Ahora bien, nos guste o no, lo cierto es que desde el momento en que estamos conectados (y, hay que admitir que siempre estamos conectados) vivimos en este ecosistema de tecnologías de la interrupción (en palabras de Doctorow). En su libro, como en un ejercicio de neurociencia, Carr describe el impacto (¿negativo?) que generan estas interrupciones  en la producción de recuerdos y, sobre todo, en la transición de la generación de memoria de corto a largo plazo –siguiendo una analogía informática, la memoria de corto (que funciona como buffer) se satura con tanta información a procesar, dificultando su liberación y traspaso a la memoria de largo. Y ello conduce a la superficialidad que figura en el título del libro, puesto que el propio ecosistema fomenta un “picoteo” multifunción, más que la atención en profundidad a una única tarea.

No obstante, para todo ejemplo existe un contraejemplo y el propio New York Times en su crítica del ensayo aludía ya a estudios acerca de los beneficios mentales de Internet, en este caso, de jugadores online y su capacidad de concentración, así como la contribución de las búsquedas en Google al aumento de la actividad cerebral en la misma zona donde reside el talento asociado a actividades como el análisis o la atención selectiva –argumentos que, por otra parte, no impidieron que Carr alcanzara la lista de libros más vendidos y que fuera finalista del premio Pulitzer en 2011.

Una vez terminado el libro, te quedas con la sensación de haber vivido una clase magistral de historia de la tecnología (y estar mejor preparado para ganar al trivial), pero con un toque de nostalgia –aunque ni siquiera el propio Carr se queda anclado en ese pasado que narra, ya que él mismo confiesa no poder evitar conectarse y seguir navegando tras el ejercicio de Superficiales. Por mucho que nos esforcemos (¿y quién lo hace?), no hay marcha atrás –tampoco en el mundo de los “amish”. Hasta se podría argumentar que la ola tecnológica que describe Carr llegó hace tiempo a la playa (no es tan descabellado, puesto que el libro se publicó hace 2 años) y que deberíamos estar mirando hacia la siguiente.

Es precisamente esta mirada hacia el futuro lo que más he echado de menos: más allá de la descripción cronológica y la crítica actual, en ningún momento propone Carr alternativas concretas para afrontar/resolver la problemática esgrimida.
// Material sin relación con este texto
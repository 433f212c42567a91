//! Invariant checker for [`mesh_topo`] half-edge meshes.
//!
//! A sibling crate rather than an in-crate feature, the way the underlying
//! topology and its validator are split across separate crates: the checker
//! walks every edge, face and vertex orbit and confirms the structural
//! invariants a legal sequence of Euler operators is supposed to preserve.

#![warn(rust_2018_idioms)]

use mesh_topo::{EdgeId, FaceId, Mesh, VertexId};

/// A single structural defect found by [`Validator::validate`].
///
/// Gated behind `cfg(debug_assertions)` plus the `checked` feature (on by
/// default): the checker is a build-time flag, not runtime state, and
/// walking every orbit in the mesh has no business costing anything in a
/// release build.
#[cfg(all(debug_assertions, feature = "checked"))]
#[derive(Debug, thiserror::Error, Clone, PartialEq, Eq)]
pub enum ValidationError {
    /// `sym(sym(e)) != e` for some edge.
    #[error("sym is not an involution at {0:?}")]
    SymNotInvolution(EdgeId),
    /// The quad-edge identity `sym(onext(lnext(e))) == e` failed.
    #[error("quad-edge identity (onext/lnext) broken at {0:?}")]
    QuadEdgeIdentityBroken(EdgeId),
    /// The quad-edge identity `lnext(sym(onext(e))) == e` failed.
    #[error("quad-edge identity (sym/onext) broken at {0:?}")]
    DualQuadEdgeIdentityBroken(EdgeId),
    /// Two edges in the same origin orbit disagree on `org`.
    #[error("origin orbit of {vertex:?} contains edge {edge:?} with a different org")]
    OriginOrbitInconsistent { vertex: VertexId, edge: EdgeId },
    /// Two edges in the same left-face orbit disagree on `lface`.
    #[error("left-face orbit of {face:?} contains edge {edge:?} with a different lface")]
    FaceOrbitInconsistent { face: FaceId, edge: EdgeId },
    /// `vertex_edge(v)`'s own `org` is not `v`.
    #[error("vertex {0:?} has a representative edge it does not own")]
    VertexRepresentativeWrong(VertexId),
    /// `face_edge(f)`'s own `lface` is not `f`.
    #[error("face {0:?} has a representative edge it does not bound")]
    FaceRepresentativeWrong(FaceId),
    /// Walking an orbit did not return to its starting edge within one full
    /// pass over the mesh; the orbit is not a closed cycle.
    #[error("orbit starting at {0:?} never closes")]
    OrbitDoesNotClose(EdgeId),
}

/// The outcome of [`Validator::validate`]: either clean, or the complete
/// list of defects found (checking does not stop at the first one).
#[cfg(all(debug_assertions, feature = "checked"))]
#[derive(Debug, Clone, Default, PartialEq, Eq)]
pub struct ValidationResult {
    pub errors: Vec<ValidationError>,
}

#[cfg(all(debug_assertions, feature = "checked"))]
impl ValidationResult {
    pub fn new() -> Self {
        Self::default()
    }

    pub fn is_valid(&self) -> bool {
        self.errors.is_empty()
    }

    fn push(&mut self, err: ValidationError) {
        self.errors.push(err);
    }
}

/// Walks a mesh and checks every structural invariant it is supposed to
/// maintain after any sequence of Euler operators.
#[cfg(all(debug_assertions, feature = "checked"))]
#[derive(Debug, Clone, Copy, Default)]
pub struct Validator;

#[cfg(all(debug_assertions, feature = "checked"))]
impl Validator {
    pub fn new() -> Self {
        Validator
    }

    /// Runs every check against `mesh`, collecting all defects found.
    pub fn validate<E, V, F>(&self, mesh: &Mesh<E, V, F>) -> ValidationResult {
        let mut result = ValidationResult::new();
        self.check_edges(mesh, &mut result);
        self.check_faces(mesh, &mut result);
        self.check_vertices(mesh, &mut result);
        result
    }

    fn check_quad_edge_identity<E, V, F>(
        &self,
        mesh: &Mesh<E, V, F>,
        e: EdgeId,
        result: &mut ValidationResult,
    ) {
        if mesh.onext(mesh.lnext(e)).sym() != e {
            result.push(ValidationError::QuadEdgeIdentityBroken(e));
        }
        if mesh.lnext(mesh.onext(e).sym()) != e {
            result.push(ValidationError::DualQuadEdgeIdentityBroken(e));
        }
    }

    fn check_edges<E, V, F>(&self, mesh: &Mesh<E, V, F>, result: &mut ValidationResult) {
        for e in mesh.edges() {
            if e.sym().sym() != e || e.sym() == e {
                result.push(ValidationError::SymNotInvolution(e));
            }
            self.check_quad_edge_identity(mesh, e, result);
        }
    }

    fn check_faces<E, V, F>(&self, mesh: &Mesh<E, V, F>, result: &mut ValidationResult) {
        for f in mesh.faces() {
            let head = mesh.face_edge(f);
            if mesh.lface(head) != f {
                result.push(ValidationError::FaceRepresentativeWrong(f));
            }
            let mut edge = head;
            let mut steps = 0usize;
            let limit = mesh.edge_count() * 2 + 1;
            loop {
                if mesh.lface(edge) != f {
                    result.push(ValidationError::FaceOrbitInconsistent { face: f, edge });
                }
                edge = mesh.lnext(edge);
                steps += 1;
                if edge == head {
                    break;
                }
                if steps > limit {
                    result.push(ValidationError::OrbitDoesNotClose(head));
                    break;
                }
            }
        }
    }

    fn check_vertices<E, V, F>(&self, mesh: &Mesh<E, V, F>, result: &mut ValidationResult) {
        for v in mesh.vertices() {
            let head = mesh.vertex_edge(v);
            if mesh.org(head) != v {
                result.push(ValidationError::VertexRepresentativeWrong(v));
            }
            let mut edge = head;
            let mut steps = 0usize;
            let limit = mesh.edge_count() * 2 + 1;
            loop {
                if mesh.org(edge) != v {
                    result.push(ValidationError::OriginOrbitInconsistent { vertex: v, edge });
                }
                edge = mesh.onext(edge);
                steps += 1;
                if edge == head {
                    break;
                }
                if steps > limit {
                    result.push(ValidationError::OrbitDoesNotClose(head));
                    break;
                }
            }
        }
    }
}

/// Validates `mesh`, returning `Ok(())` if it is structurally sound.
#[cfg(all(debug_assertions, feature = "checked"))]
pub fn check<E, V, F>(mesh: &Mesh<E, V, F>) -> Result<(), ValidationResult> {
    let result = Validator::new().validate(mesh);
    if result.is_valid() {
        Ok(())
    } else {
        Err(result)
    }
}

/// Validates `mesh`, panicking with the first defect found.
///
/// Intended for test and debug-build call sites, mirroring the abort-on-
/// first-failure behaviour of a debug assertion rather than the
/// collect-everything behaviour of [`Validator::validate`].
#[cfg(all(debug_assertions, feature = "checked"))]
pub fn assert_valid<E, V, F>(mesh: &Mesh<E, V, F>) {
    let result = Validator::new().validate(mesh);
    if let Some(err) = result.errors.first() {
        panic!("mesh invariant violated: {err}");
    }
}
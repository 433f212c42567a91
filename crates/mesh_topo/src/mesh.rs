use crate::error::{AllocBudget, TopoResult, TopologyError};
use crate::ids::{EdgeId, FaceId, VertexId};
use crate::pool::{Arena, PairArena};

pub(crate) struct HalfEdge<E> {
    pub(crate) onext: EdgeId,
    pub(crate) oprev: EdgeId,
    pub(crate) org: VertexId,
    pub(crate) lface: FaceId,
    pub(crate) data: E,
}

pub(crate) struct VertexSlot<V> {
    pub(crate) edge: EdgeId,
    pub(crate) data: V,
}

pub(crate) struct FaceSlot<F> {
    pub(crate) edge: EdgeId,
    pub(crate) data: F,
}

/// A half-edge mesh with per-element payloads `E` (edges), `V` (vertices)
/// and `F` (faces).
///
/// Elements are created only through the Euler operators in [`crate::euler`]
/// and destroyed only by their inverses; the constructors here and the raw
/// `alloc_*`/`kill_*` helpers are an internal concern of that module.
pub struct Mesh<E = (), V = (), F = ()> {
    pub(crate) edges: PairArena<HalfEdge<E>>,
    pub(crate) vertices: Arena<VertexSlot<V>>,
    pub(crate) faces: Arena<FaceSlot<F>>,
    pub(crate) budget: AllocBudget,
}

impl<E, V, F> Mesh<E, V, F> {
    /// An empty mesh with no allocation limit.
    pub fn new() -> Self {
        Mesh {
            edges: PairArena::new(),
            vertices: Arena::new(),
            faces: Arena::new(),
            budget: AllocBudget::unlimited(),
        }
    }

    /// Limits the mesh to `n` further pool allocations, deterministically
    /// failing the `(n+1)`-th with `OutOfMemory`. Used to exercise the
    /// all-or-nothing rollback path.
    pub fn set_alloc_budget(&mut self, budget: AllocBudget) {
        self.budget = budget;
    }

    /// Destroys every element, leaving an empty mesh that can be reused.
    pub fn clear(&mut self) {
        self.edges.clear();
        self.vertices.clear();
        self.faces.clear();
    }

    pub fn edge_count(&self) -> usize {
        self.edges.len()
    }

    pub fn vertex_count(&self) -> usize {
        self.vertices.len()
    }

    pub fn face_count(&self) -> usize {
        self.faces.len()
    }

    pub fn edges(&self) -> impl Iterator<Item = EdgeId> + '_ {
        self.edges.iter().map(|(i, _)| EdgeId(i))
    }

    pub fn vertices(&self) -> impl Iterator<Item = VertexId> + '_ {
        self.vertices.iter().map(|(i, _)| VertexId(i))
    }

    pub fn faces(&self) -> impl Iterator<Item = FaceId> + '_ {
        self.faces.iter().map(|(i, _)| FaceId(i))
    }

    // --- payload access -----------------------------------------------

    pub fn edge_data(&self, e: EdgeId) -> &E {
        &self.edges.get(e.0).data
    }

    pub fn edge_data_mut(&mut self, e: EdgeId) -> &mut E {
        &mut self.edges.get_mut(e.0).data
    }

    pub fn vertex_data(&self, v: VertexId) -> &V {
        &self.vertices.get(v.0).data
    }

    pub fn vertex_data_mut(&mut self, v: VertexId) -> &mut V {
        &mut self.vertices.get_mut(v.0).data
    }

    pub fn face_data(&self, f: FaceId) -> &F {
        &self.faces.get(f.0).data
    }

    pub fn face_data_mut(&mut self, f: FaceId) -> &mut F {
        &mut self.faces.get_mut(f.0).data
    }

    // --- link accessors --------------------------------------------------

    pub fn onext(&self, e: EdgeId) -> EdgeId {
        self.edges.get(e.0).onext
    }

    /// `sym(onext(sym(e)))`, but cached directly by `splice` rather than
    /// recomputed on every read.
    pub fn oprev(&self, e: EdgeId) -> EdgeId {
        self.edges.get(e.0).oprev
    }

    pub fn lnext(&self, e: EdgeId) -> EdgeId {
        self.oprev(e.sym())
    }

    pub fn lprev(&self, e: EdgeId) -> EdgeId {
        self.onext(e).sym()
    }

    pub fn org(&self, e: EdgeId) -> VertexId {
        self.edges.get(e.0).org
    }

    pub fn dst(&self, e: EdgeId) -> VertexId {
        self.org(e.sym())
    }

    pub fn lface(&self, e: EdgeId) -> FaceId {
        self.edges.get(e.0).lface
    }

    pub fn rface(&self, e: EdgeId) -> FaceId {
        self.lface(e.sym())
    }

    pub fn vertex_edge(&self, v: VertexId) -> EdgeId {
        self.vertices.get(v.0).edge
    }

    pub fn face_edge(&self, f: FaceId) -> EdgeId {
        self.faces.get(f.0).edge
    }

    pub(crate) fn set_onext(&mut self, e: EdgeId, v: EdgeId) {
        self.edges.get_mut(e.0).onext = v;
    }

    pub(crate) fn set_oprev(&mut self, e: EdgeId, v: EdgeId) {
        self.edges.get_mut(e.0).oprev = v;
    }

    pub(crate) fn set_org(&mut self, e: EdgeId, v: VertexId) {
        self.edges.get_mut(e.0).org = v;
    }

    pub(crate) fn set_lface(&mut self, e: EdgeId, f: FaceId) {
        self.edges.get_mut(e.0).lface = f;
    }

    pub(crate) fn set_vertex_edge(&mut self, v: VertexId, e: EdgeId) {
        self.vertices.get_mut(v.0).edge = e;
    }

    pub(crate) fn set_face_edge(&mut self, f: FaceId, e: EdgeId) {
        self.faces.get_mut(f.0).edge = e;
    }

    // --- splice ------------------------------------------------------------

    /// The four-pointer rewrite every structural operator is built from.
    ///
    /// On the origin orbits of `a` and `b`: if they already share an
    /// origin, `splice` separates the orbit in two; otherwise it merges
    /// them into one. `splice` never touches `org` or `lface`; the caller
    /// is responsible for owner-field consistency afterwards.
    ///
    /// Its own inverse: `splice(a, b)` applied twice in a row restores the
    /// original links.
    pub fn splice(&mut self, a: EdgeId, b: EdgeId) {
        let x = self.onext(a);
        let y = self.onext(b);
        self.set_oprev(x, b);
        self.set_oprev(y, a);
        self.set_onext(a, y);
        self.set_onext(b, x);
    }

    // --- orbit helpers -------------------------------------------------

    /// Walks `onext` from `e` looking for a half-edge whose `lface` is `f`.
    pub fn orbit_edge(&self, e: EdgeId, f: FaceId) -> Option<EdgeId> {
        let mut cur = e;
        loop {
            if self.lface(cur) == f {
                return Some(cur);
            }
            cur = self.onext(cur);
            if cur == e {
                return None;
            }
        }
    }

    /// Walks the origin orbit of `e` and writes `org = v` on every
    /// half-edge in it. Called after a splice that merges or splits
    /// origin orbits.
    pub fn orbit_org_set(&mut self, e: EdgeId, v: VertexId) {
        let mut cur = e;
        loop {
            self.set_org(cur, v);
            cur = self.onext(cur);
            if cur == e {
                break;
            }
        }
    }

    /// Walks the left-face orbit of `e` and writes `lface = f` on every
    /// half-edge in it. The dual of [`Mesh::orbit_org_set`], needed by
    /// `make_face_edge`/`kill_face_edge`.
    pub fn orbit_lface_set(&mut self, e: EdgeId, f: FaceId) {
        let mut cur = e;
        loop {
            self.set_lface(cur, f);
            cur = self.lnext(cur);
            if cur == e {
                break;
            }
        }
    }

    // --- raw pool allocation (internal; used by euler.rs) ---------------

    pub(crate) fn alloc_vertex(&mut self, data: V) -> TopoResult<VertexId> {
        if !self.budget.try_consume() {
            return Err(TopologyError::OutOfMemory);
        }
        Ok(VertexId(self.vertices.alloc(VertexSlot {
            edge: EdgeId(0),
            data,
        })))
    }

    pub(crate) fn alloc_face(&mut self, data: F) -> TopoResult<FaceId> {
        if !self.budget.try_consume() {
            return Err(TopologyError::OutOfMemory);
        }
        Ok(FaceId(self.faces.alloc(FaceSlot {
            edge: EdgeId(0),
            data,
        })))
    }

    /// Allocates a fresh, unlinked half-edge pair: each half is self-fixed
    /// in its own origin orbit (`onext(e) = e`, `onext(sym(e)) = sym(e)`).
    /// This is what `make_edge` builds on.
    pub(crate) fn alloc_edge_pair(&mut self, data_a: E, data_b: E) -> TopoResult<EdgeId> {
        if !self.budget.try_consume() {
            return Err(TopologyError::OutOfMemory);
        }
        let base = self.edges.alloc_pair(
            HalfEdge {
                onext: EdgeId(0),
                oprev: EdgeId(0),
                org: VertexId(0),
                lface: FaceId(0),
                data: data_a,
            },
            HalfEdge {
                onext: EdgeId(0),
                oprev: EdgeId(0),
                org: VertexId(0),
                lface: FaceId(0),
                data: data_b,
            },
        );
        let e = EdgeId(base);
        let sym = e.sym();
        self.set_onext(e, e);
        self.set_oprev(e, e);
        self.set_onext(sym, sym);
        self.set_oprev(sym, sym);
        Ok(e)
    }

    /// Allocates a fresh self-loop pair: the two-cycle orbit
    /// `onext(e) = sym(e)`, `onext(sym(e)) = e`. Seeds any non-trivial
    /// mesh and is what `make_loop_edge` and the internal loop used by
    /// `make_vertex_edge`/`make_face_edge` build on.
    pub(crate) fn alloc_loop_pair(&mut self, data_a: E, data_b: E) -> TopoResult<EdgeId> {
        let e = self.alloc_edge_pair(data_a, data_b)?;
        let sym = e.sym();
        self.set_onext(e, sym);
        self.set_oprev(e, sym);
        self.set_onext(sym, e);
        self.set_oprev(sym, e);
        Ok(e)
    }

    pub(crate) fn kill_vertex(&mut self, v: VertexId) {
        self.vertices.dealloc(v.0);
    }

    pub(crate) fn kill_face(&mut self, f: FaceId) {
        self.faces.dealloc(f.0);
    }

    pub(crate) fn kill_edge_pair(&mut self, e: EdgeId) {
        self.edges.dealloc_pair(e.0);
    }

    /// A trace-style dump of all edges, faces and vertices, walking
    /// `onext`/`lnext` orbits. Debug-only: gated behind `cfg(debug_assertions)`
    /// plus the `checked` feature (on by default) so it costs nothing in
    /// release builds and can still be compiled out of a debug build.
    #[cfg(all(debug_assertions, feature = "checked"))]
    pub fn dump(&self) -> String {
        use std::fmt::Write as _;
        let mut out = String::new();
        let mut edges: Vec<_> = self.edges().collect();
        edges.sort();
        for e in &edges {
            let _ = writeln!(
                out,
                "edge {:?}: onext={:?} oprev={:?} org={:?} lface={:?}",
                e,
                self.onext(*e),
                self.oprev(*e),
                self.org(*e),
                self.lface(*e)
            );
        }
        let mut verts: Vec<_> = self.vertices().collect();
        verts.sort();
        for v in &verts {
            let _ = writeln!(out, "vertex {:?}: edge={:?}", v, self.vertex_edge(*v));
        }
        let mut faces: Vec<_> = self.faces().collect();
        faces.sort();
        for f in &faces {
            let _ = writeln!(out, "face {:?}: edge={:?}", f, self.face_edge(*f));
        }
        out
    }
}

impl<E, V, F> Default for Mesh<E, V, F> {
    fn default() -> Self {
        Mesh::new()
    }
}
A lo mejor es su forma de admitir que no existen, pero entonces ¿por qué no añadir un capítulo final para explicar cómo el marketing de las empresas del siglo XXI debería adaptarse a este nuevo perfil de consumidor –al estilo de Forrester?

Después de todo, en la aldea global de McLuhan las mentes están ya reprogramadas y quizás no importe tanto la reflexión sobre cómo ha cambiado nuestro cerebro, sino el cómo nos vamos a relacionar a partir de ahora. “Pienso, luego existo” sigue siendo un aforismo válido, aunque la forma de pensar sea diferente.

A lo mejor Carr está ya trabajando en ello…


Notarás  que este artículo no contiene ningún hipervínculo en el cuerpo del texto ni negrita, es una concesión a Carr. Aunque se pierde un valor importante, queda como prueba para que cada cual pueda comprobar su propio nivel de distracción y obre en consecuencia.